Daehee Jang, Jonghwan Kim, Minjoon Park et al.

Heap layout randomization renders a good portion of heap vulnerabilities unexploitable. However, some remnants of the vulnerabilities are still exploitable even under the randomized layout. According to our analysis, such heap exploits often abuse pointer-width allocation granularity to spray crafted pointers. To address this problem, we explore the efficacy of byte-granularity (the most fine-grained) heap randomization. Heap randomization, in general, has been a well-trodden area; however, the efficacy of byte-granularity randomization has never been fully explored as \emph{misalignment} raises various concerns.
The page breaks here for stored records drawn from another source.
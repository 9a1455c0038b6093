//! Transaction validation.
//!
//! Pure acceptance check over the pre-state: nothing here writes to the
//! ledger. Runs for every candidate transaction from the V3 activation
//! height on; earlier blocks carry historical data that predates these
//! rules and is handled by the processing fallbacks instead.
//!
//! A tagged output failing any sub-check rejects the whole transaction,
//! so this is a single fail-fast scan over the outputs.

use std::collections::BTreeSet;

use tracing::debug;

use bet_ledger::entities::{EventKey, MappingKey};
use bet_ledger::view::{
    ChainGamesEvents, ChainGamesResults, Events, FieldEvents, FieldResults, LedgerOverlay,
    Mappings, Results,
};
use bet_protocol::chain::{Script, Transaction};
use bet_protocol::market::{MappingKind, ResultKind};
use bet_protocol::params::{ConsensusParams, ProtocolVersion};
use bet_protocol::tx::{has_op_return_output, parse_betting_tx, BettingTx};
use bet_protocol::COIN;

use crate::context::{ChainContext, OracleAuth, SporkSet};
use crate::error::CheckError;

/// Script of the output the first input spends, fetched from the
/// committed chain.
fn prev_out_script(chain: &dyn ChainContext, tx: &Transaction) -> Option<Script> {
    let input = tx.vin.first()?;
    let prev_tx = chain.get_transaction(&input.prevout.txid)?;
    prev_tx
        .vout
        .get(input.prevout.n as usize)
        .map(|out| out.script.clone())
}

fn require_mapping(
    overlay: &LedgerOverlay<'_>,
    kind: MappingKind,
    id: u32,
) -> Result<(), CheckError> {
    if !overlay.exists::<Mappings>(&MappingKey { kind, id })? {
        return Err(CheckError::UnknownMapping { kind, id });
    }
    Ok(())
}
impl FieldEventRecord {
    pub fn from_create(tx: &FieldEventTx) -> Self {
        let contenders = tx
            .contender_odds
            .iter()
            .map(|(&id, &odds)| {
                (
                    id,
                    ContenderInfo {
                        input_odds: odds,
                        ..ContenderInfo::default()
                    },
                )
            })
            .collect();
        Self {
            event_id: tx.event_id,
            start_time: tx.start_time,
            sport: tx.sport,
            tournament: tx.tournament,
            stage: tx.stage,
            group_type: tx.group_type,
            market_type: tx.market_type,
            margin_percent: tx.margin_percent,
            contenders,
        }
    }

    pub fn is_market_open(&self, market: FieldMarket) -> bool {
        self.market_type.is_market_open(market)
    }

    /// Merge fresh input odds; unknown contender ids are added.
    pub fn apply_update_odds(&mut self, contender_odds: &BTreeMap<u32, u32>) {
        for (&id, &odds) in contender_odds {
            self.contenders.entry(id).or_default().input_odds = odds;
        }
    }

    pub fn apply_modifiers(&mut self, contender_modifiers: &BTreeMap<u32, u32>) {
        for (&id, &modifier) in contender_modifiers {
            self.contenders.entry(id).or_default().modifier = modifier;
        }
    }

    pub fn apply_margin(&mut self, margin_percent: u32) {
        self.margin_percent = margin_percent;
    }

    pub fn zero_odds(&mut self) {
        for contender in self.contenders.values_mut() {
            contender.input_odds = 0;
            contender.outright_odds = 0;
            contender.place_odds = 0;
            contender.show_odds = 0;
        }
    }

    /// Re-derive the posted odds of every contender from its input odds,
    /// the event margin and the per-contender modifier. Closed markets
    /// are forced to zero odds.
    pub fn calc_odds(&mut self) {
        for contender in self.contenders.values_mut() {
            if contender.input_odds == 0 || self.margin_percent == 0 {
                contender.outright_odds = 0;
                contender.place_odds = 0;
                contender.show_odds = 0;
                continue;
            }
            let mut outright =
                contender.input_odds as u64 * 100 / self.margin_percent as u64;
            if contender.modifier != 0 {
                outright = outright * contender.modifier as u64 / 1000;
            }
            contender.outright_odds = outright as u32;

            let net = outright.saturating_sub(ODDS_DIVISOR as u64);
            contender.place_odds = if self.market_type.is_market_open(FieldMarket::Place) && net > 0
            {
                (ODDS_DIVISOR as u64 + net * PLACE_ODDS_PERCENT / 100) as u32
            } else {
                0
            };
            contender.show_odds = if self.market_type.is_market_open(FieldMarket::Show) && net > 0 {
                (ODDS_DIVISOR as u64 + net * SHOW_ODDS_PERCENT / 100) as u32
            } else {
                0
            };
        }
    }

    /// Posted odds of a contender in one market; 0 for an unknown
    /// contender.
    pub fn market_odds(&self, contender_id: u32, market: FieldMarket) -> u32 {
        let Some(contender) = self.contenders.get(&contender_id) else {
            return 0;
        };
        match market {
            FieldMarket::Outright => contender.outright_odds,
            FieldMarket::Place => contender.place_odds,
            FieldMarket::Show => contender.show_odds,
        }
    }

    /// Accumulate a priced field bet on one contender/market.
    pub fn register_bet(&mut self, contender_id: u32, market: FieldMarket, payout: i64) {
        let contender = self.contenders.entry(contender_id).or_default();
        match market {
            FieldMarket::Outright => {
                contender.outright_liability += payout / COIN;
                contender.outright_bets += 1;
            }
            FieldMarket::Place => {
                contender.place_liability += payout / COIN;
                contender.place_bets += 1;
            }
            FieldMarket::Show => {
                contender.show_liability += payout / COIN;
                contender.show_bets += 1;
            }
        }
    }

    pub fn register_parlay_leg(&mut self, contender_id: u32, market: FieldMarket) {
        let contender = self.contenders.entry(contender_id).or_default();
        match market {
            FieldMarket::Outright => contender.outright_bets += 1,
            FieldMarket::Place => contender.place_bets += 1,
            FieldMarket::Show => contender.show_bets += 1,
        }
    }
}
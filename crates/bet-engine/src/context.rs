//! Collaborator seams provided by the host node.
//!
//! The engines never reach for globals; everything chain-shaped comes in
//! through these traits so tests can stub the surrounding node.

use bet_protocol::chain::{Block, Script, Transaction, TxId};

/// Block and transaction lookup against the active chain.
pub trait ChainContext {
    fn get_transaction(&self, txid: &TxId) -> Option<Transaction>;
    fn read_block(&self, height: i64) -> Option<Block>;
    fn tip_height(&self) -> i64;
}

/// Height-windowed oracle key set.
pub trait OracleAuth {
    /// Whether `script` belongs to an oracle key valid at `height`.
    fn is_oracle_script(&self, script: &Script, height: i64) -> bool;
    /// Dev and OMNO fee payout scripts for `height`, if configured.
    fn fee_payout_scripts(&self, height: i64) -> Option<(Script, Script)>;
}

/// Runtime feature flags broadcast over the spork channel.
pub trait SporkSet {
    /// Height from which betting transactions are rejected outright.
    fn betting_maintenance_height(&self) -> i64;
}
//! Engine error taxonomy.

use thiserror::Error;

use bet_ledger::LedgerError;
use bet_protocol::market::{FieldMarket, MappingKind};

/// Why validation rejected a betting transaction.
///
/// Every variant is an ordinary, expected consensus outcome; it rejects
/// the transaction (and the block carrying it) but never halts the node.
#[derive(Debug, Error)]
pub enum CheckError {
    #[error("betting transactions are temporarily disabled for maintenance")]
    MaintenanceMode,
    #[error("bet placed with invalid amount {amount}")]
    BetOutOfRange { amount: i64 },
    #[error("invalid parlay bet leg count {count}")]
    TooManyParlayLegs { count: usize },
    #[error("parlay bet has legs with the same event id {event_id}")]
    DuplicateParlayLeg { event_id: u32 },
    #[error("failed to find event {event_id}")]
    UnknownEvent { event_id: u32 },
    #[error("bet placed on resulted event {event_id}")]
    EventResulted { event_id: u32 },
    #[error("bet potential odds are zero for event {event_id}")]
    DeadMarket { event_id: u32 },
    #[error("multi-stage event {event_id} cannot be part of a parlay bet")]
    MultiStageEvent { event_id: u32 },
    #[error("market {market:?} is closed for event {event_id}")]
    MarketClosed { event_id: u32, market: FieldMarket },
    #[error("unknown contender {contender_id} for event {event_id}")]
    UnknownContender { event_id: u32, contender_id: u32 },
    #[error("chain and quick games transactions are disabled")]
    QuickGamesRetired,
    #[error("chain games bet amount {amount} does not equal entry fee {entry_fee}")]
    EntryFeeMismatch { amount: i64, entry_fee: i64 },
    #[error("{kind} is not active at this height")]
    PrematureKind { kind: &'static str },
    #[error("oracle transaction from a non-oracle address")]
    UnauthorizedOracle,
    #[error("mapping {kind:?}/{id} already exists")]
    DuplicateMapping { kind: MappingKind, id: u32 },
    #[error("event {event_id} already exists")]
    DuplicateEvent { event_id: u32 },
    #[error("unknown mapping {kind:?}/{id}")]
    UnknownMapping { kind: MappingKind, id: u32 },
    #[error("result already exists for event {event_id}")]
    DuplicateResult { event_id: u32 },
    #[error("unsupported result kind for field event {event_id}")]
    UnsupportedResultKind { event_id: u32 },
    #[error(transparent)]
    Ledger(#[from] LedgerError),
}

/// Fatal inconsistency found while disconnecting a block.
///
/// Any of these aborts the disconnect; a node cannot continue with a
/// half-reverted ledger.
#[derive(Debug, Error)]
pub enum UndoError {
    #[error("undo snapshot height {snapshot} does not match disconnect height {expected}")]
    HeightMismatch { snapshot: i64, expected: i64 },
    #[error("failed to revert {what}")]
    RevertFailed { what: &'static str },
    #[error("mapping kind is not active at the undo height")]
    PrematureMapping,
    #[error("payout reversal failed: {0}")]
    PayoutReversal(String),
    #[error(transparent)]
    Ledger(#[from] LedgerError),
}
This paper unravels the pros and cons of byte-granularity heap randomization by conducting comprehensive analysis in three folds: (i) security effectiveness, (ii) performance impact, and (iii) compatibility analysis to measure deployment cost. Security discussion based on 20 CVE case studies suggests that byte-granularity heap randomization raises the bar against heap exploits more than we initially expected; as pointer spraying approach is becoming prevalent in modern heap exploits. Afterward, to demystify the skeptical concerns regarding misalignment, we conduct cycle-level microbenchmarks and report that the performance cost is highly concentrated to edge cases depending on L1-cache line. Based on such observations, we design and implement an allocator suited to optimize the performance cost of byte-granularity heap randomization; then evaluate the performance with the memory-intensive benchmark (SPEC2006). Finally, we discuss compatibility issues using Coreutils, Nginx, and ChakraCore.
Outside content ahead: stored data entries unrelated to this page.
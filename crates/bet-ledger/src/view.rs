//! Typed views over the raw key/value store.
//!
//! [`BettingLedger`] is the committed state; [`LedgerOverlay`] stages one
//! block's mutations on top of it and either flushes them in a batch or
//! discards them when validation fails. The locked, pre-block view that
//! bet pricing reads is simply the overlay's base ledger.

use std::collections::{BTreeMap, HashMap};
use std::sync::Arc;

use serde::de::DeserializeOwned;
use serde::Serialize;
use thiserror::Error;
use tracing::debug;

use crate::entities::{
    BetKey, BetRecord, ChainGamesBetRecord, ChainGamesEventRecord, ChainGamesResultRecord,
    EventKey, EventRecord, FieldBetRecord, FieldEventRecord, FieldResultRecord, KeyEncode,
    MappingKey, MappingRecord, PayoutInfo, QuickGamesBetRecord, ResultRecord, UndoEntry, UndoKey,
};
use crate::store::{KvStore, StoreError};

#[derive(Debug, Error)]
pub enum LedgerError {
    #[error("store error: {0}")]
    Store(#[from] StoreError),
    #[error("codec error: {0}")]
    Codec(String),
}

/// A typed table: a name, a key encoding and a record type.
pub trait LedgerTable {
    const NAME: &'static str;
    type Key: KeyEncode;
    type Value: Serialize + DeserializeOwned;
}

macro_rules! ledger_table {
    ($table:ident, $name:literal, $key:ty, $value:ty) => {
        pub struct $table;
        impl LedgerTable for $table {
            const NAME: &'static str = $name;
            type Key = $key;
            type Value = $value;
        }
    };
}

ledger_table!(Events, "events", EventKey, EventRecord);
ledger_table!(FieldEvents, "field-events", EventKey, FieldEventRecord);
ledger_table!(Results, "results", EventKey, ResultRecord);
ledger_table!(FieldResults, "field-results", EventKey, FieldResultRecord);
ledger_table!(Mappings, "mappings", MappingKey, MappingRecord);
ledger_table!(Bets, "bets", BetKey, BetRecord);
ledger_table!(FieldBets, "field-bets", BetKey, FieldBetRecord);
ledger_table!(ChainGamesEvents, "cg-events", EventKey, ChainGamesEventRecord);
ledger_table!(ChainGamesBets, "cg-bets", BetKey, ChainGamesBetRecord);
ledger_table!(ChainGamesResults, "cg-results", EventKey, ChainGamesResultRecord);
ledger_table!(QuickGamesBets, "qg-bets", BetKey, QuickGamesBetRecord);
ledger_table!(PayoutsInfo, "payouts-info", BetKey, PayoutInfo);
ledger_table!(Undos, "undos", UndoKey, Vec<UndoEntry>);
ledger_table!(FailedTxs, "failed-txs", UndoKey, u8);

fn encode<V: Serialize>(value: &V) -> Result<Vec<u8>, LedgerError> {
    bincode::serialize(value).map_err(|e| LedgerError::Codec(e.to_string()))
}

fn decode<V: DeserializeOwned>(bytes: &[u8]) -> Result<V, LedgerError> {
    bincode::deserialize(bytes).map_err(|e| LedgerError::Codec(e.to_string()))
}

/// Committed betting state over an arbitrary [`KvStore`] backend.
#[derive(Clone)]
pub struct BettingLedger {
    store: Arc<dyn KvStore>,
}

impl BettingLedger {
    pub fn new(store: Arc<dyn KvStore>) -> Self {
        Self { store }
    }

    pub fn read<T: LedgerTable>(&self, key: &T::Key) -> Result<Option<T::Value>, LedgerError> {
        match self.store.get(T::NAME, &key.to_bytes())? {
            Some(bytes) => Ok(Some(decode(&bytes)?)),
            None => Ok(None),
        }
    }

    pub fn exists<T: LedgerTable>(&self, key: &T::Key) -> Result<bool, LedgerError> {
        Ok(self.store.contains(T::NAME, &key.to_bytes())?)
    }

    /// Create-only insert; returns false and leaves the row untouched if
    /// the key is already present.
    pub fn write<T: LedgerTable>(
        &self,
        key: &T::Key,
        value: &T::Value,
    ) -> Result<bool, LedgerError> {
        let key_bytes = key.to_bytes();
        if self.store.contains(T::NAME, &key_bytes)? {
            return Ok(false);
        }
        self.store.put(T::NAME, &key_bytes, &encode(value)?)?;
        Ok(true)
    }

    /// Replace an existing row; returns false if the key is absent.
    pub fn update<T: LedgerTable>(
        &self,
        key: &T::Key,
        value: &T::Value,
    ) -> Result<bool, LedgerError> {
        let key_bytes = key.to_bytes();
        if !self.store.contains(T::NAME, &key_bytes)? {
            return Ok(false);
        }
        self.store.put(T::NAME, &key_bytes, &encode(value)?)?;
        Ok(true)
    }

    /// Insert or replace unconditionally.
    pub fn upsert<T: LedgerTable>(
        &self,
        key: &T::Key,
        value: &T::Value,
    ) -> Result<(), LedgerError> {
        self.store.put(T::NAME, &key.to_bytes(), &encode(value)?)?;
        Ok(())
    }

    pub fn erase<T: LedgerTable>(&self, key: &T::Key) -> Result<bool, LedgerError> {
        Ok(self.store.delete(T::NAME, &key.to_bytes())?)
    }

    /// Key-ordered scan of a whole table.
    pub fn scan<T: LedgerTable>(&self) -> Result<Vec<(Vec<u8>, T::Value)>, LedgerError> {
        let rows = self.store.scan_prefix(T::NAME, &[])?;
        rows.into_iter()
            .map(|(key, bytes)| Ok((key, decode(&bytes)?)))
            .collect()
    }

    /// Key-ordered scan of the rows whose key starts with `prefix`.
    pub fn scan_prefix<T: LedgerTable>(
        &self,
        prefix: &[u8],
    ) -> Result<Vec<(Vec<u8>, T::Value)>, LedgerError> {
        let rows = self.store.scan_prefix(T::NAME, prefix)?;
        rows.into_iter()
            .map(|(key, bytes)| Ok((key, decode(&bytes)?)))
            .collect()
    }
}

#[derive(Clone, Debug)]
enum PendingOp {
    Put(Vec<u8>),
    Del,
}

/// Staged mutations for one block on top of a committed ledger.
pub struct LedgerOverlay<'a> {
    base: &'a BettingLedger,
    pending: HashMap<&'static str, BTreeMap<Vec<u8>, PendingOp>>,
}

impl<'a> LedgerOverlay<'a> {
    pub fn new(base: &'a BettingLedger) -> Self {
        Self {
            base,
            pending: HashMap::new(),
        }
    }

    /// The pre-block view under this overlay. Bet pricing reads locked
    /// odds from here so every bet in a block prices against the same
    /// state.
    pub fn base(&self) -> &BettingLedger {
        self.base
    }

    fn pending_get(&self, table: &'static str, key: &[u8]) -> Option<&PendingOp> {
        self.pending.get(table)?.get(key)
    }

    fn pending_set(&mut self, table: &'static str, key: Vec<u8>, op: PendingOp) {
        self.pending.entry(table).or_default().insert(key, op);
    }

    pub fn read<T: LedgerTable>(&self, key: &T::Key) -> Result<Option<T::Value>, LedgerError> {
        let key_bytes = key.to_bytes();
        match self.pending_get(T::NAME, &key_bytes) {
            Some(PendingOp::Put(bytes)) => Ok(Some(decode(bytes)?)),
            Some(PendingOp::Del) => Ok(None),
            None => self.base.read::<T>(key),
        }
    }

    pub fn exists<T: LedgerTable>(&self, key: &T::Key) -> Result<bool, LedgerError> {
        let key_bytes = key.to_bytes();
        match self.pending_get(T::NAME, &key_bytes) {
            Some(PendingOp::Put(_)) => Ok(true),
            Some(PendingOp::Del) => Ok(false),
            None => self.base.exists::<T>(key),
        }
    }

    /// Create-only insert through the overlay.
    pub fn write<T: LedgerTable>(
        &mut self,
        key: &T::Key,
        value: &T::Value,
    ) -> Result<bool, LedgerError> {
        if self.exists::<T>(key)? {
            return Ok(false);
        }
        self.pending_set(T::NAME, key.to_bytes(), PendingOp::Put(encode(value)?));
        Ok(true)
    }

    /// Replace-only write through the overlay.
    pub fn update<T: LedgerTable>(
        &mut self,
        key: &T::Key,
        value: &T::Value,
    ) -> Result<bool, LedgerError> {
        if !self.exists::<T>(key)? {
            return Ok(false);
        }
        self.pending_set(T::NAME, key.to_bytes(), PendingOp::Put(encode(value)?));
        Ok(true)
    }

    pub fn upsert<T: LedgerTable>(
        &mut self,
        key: &T::Key,
        value: &T::Value,
    ) -> Result<(), LedgerError> {
        self.pending_set(T::NAME, key.to_bytes(), PendingOp::Put(encode(value)?));
        Ok(())
    }

    pub fn erase<T: LedgerTable>(&mut self, key: &T::Key) -> Result<bool, LedgerError> {
        let present = self.exists::<T>(key)?;
        self.pending_set(T::NAME, key.to_bytes(), PendingOp::Del);
        Ok(present)
    }

    /// Record the pre-mutation snapshots of one betting output. A betting
    /// output mutates state at most once, so this is a plain write; an
    /// empty batch still leaves a record behind.
    pub fn save_betting_undo(
        &mut self,
        key: &UndoKey,
        entries: Vec<UndoEntry>,
    ) -> Result<(), LedgerError> {
        self.upsert::<Undos>(key, &entries)
    }

    pub fn get_betting_undo(&self, key: &UndoKey) -> Result<Vec<UndoEntry>, LedgerError> {
        Ok(self.read::<Undos>(key)?.unwrap_or_default())
    }

    pub fn exists_betting_undo(&self, key: &UndoKey) -> Result<bool, LedgerError> {
        self.exists::<Undos>(key)
    }

    pub fn erase_betting_undo(&mut self, key: &UndoKey) -> Result<bool, LedgerError> {
        self.erase::<Undos>(key)
    }

    /// Mark a betting tx whose legacy processing found nothing to mutate.
    pub fn save_failed_tx(&mut self, key: &UndoKey) -> Result<(), LedgerError> {
        self.upsert::<FailedTxs>(key, &1u8)
    }

    pub fn exists_failed_tx(&self, key: &UndoKey) -> Result<bool, LedgerError> {
        self.exists::<FailedTxs>(key)
    }

    pub fn erase_failed_tx(&mut self, key: &UndoKey) -> Result<bool, LedgerError> {
        self.erase::<FailedTxs>(key)
    }

    /// Drop every payout-audit row written at `height`, both staged and
    /// committed.
    pub fn erase_payouts_at_height(&mut self, height: i64) -> Result<(), LedgerError> {
        let prefix = BetKey::height_prefix(height);
        let committed = self.base.scan_prefix::<PayoutsInfo>(&prefix)?;

        if let Some(table) = self.pending.get_mut(PayoutsInfo::NAME) {
            let staged: Vec<Vec<u8>> = table
                .range(prefix.clone()..)
                .take_while(|(key, _)| key.starts_with(&prefix))
                .map(|(key, _)| key.clone())
                .collect();
            for key in staged {
                table.insert(key, PendingOp::Del);
            }
        }
        for (key, _) in committed {
            self.pending_set(PayoutsInfo::NAME, key, PendingOp::Del);
        }
        Ok(())
    }

    /// Apply every staged mutation to the base ledger.
    pub fn flush(self) -> Result<(), LedgerError> {
        for (table, ops) in self.pending {
            debug!(table, ops = ops.len(), "flushing ledger overlay");
            for (key, op) in ops {
                match op {
                    PendingOp::Put(bytes) => {
                        self.base.store.put(table, &key, &bytes)?;
                    }
                    PendingOp::Del => {
                        self.base.store.delete(table, &key)?;
                    }
                }
            }
        }
        Ok(())
    }

    /// Drop every staged mutation.
    pub fn discard(self) {}
}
Hojoon Lee, Chihyun Song, Brent Byunghoon Kang

Modern applications are increasingly advanced and complex, and inevitably contain exploitable software bugs despite the ongoing efforts. The applications today often involve processing of sensitive information. However, the lack of privilege separation within the user space leaves sensitive application secret such as cryptographic keys just as unprotected as a "hello world" string. Cutting-edge hardware-supported security features are being introduced. However, the features are often vendor-specific or lack compatibility with older generations of the processors. The situation leaves developers with no portable solution to incorporate protection for the sensitive application component. We propose LOTRx86, a fundamental and portable approach for user space privilege separation. Our approach creates a more privileged user execution layer called PrivUser through harnessing the underused intermediate privilege levels on the x86 architecture. The PrivUser memory space, a set of pages within process address space that are inaccessible to user mode, is a safe place for application secrets and routines that access them. We implement the LOTRx86 ABI that exports the privilege-based, accessing the protected application secret only requires a change in the privilege, eliminating the need for costly remote procedure calls or change in address space. We evaluated our platform by developing a proof-of-concept LOTRx86-enabled web server that employs our architecture to securely access its private key during SSL connection and thereby mitigating the HeartBleed vulnerability by design. We conducted a set of experiments including a performance measurement on the PoC on both Intel and AMD PCs, and confirmed that LOTRx86 incurs only a limited performance overhead.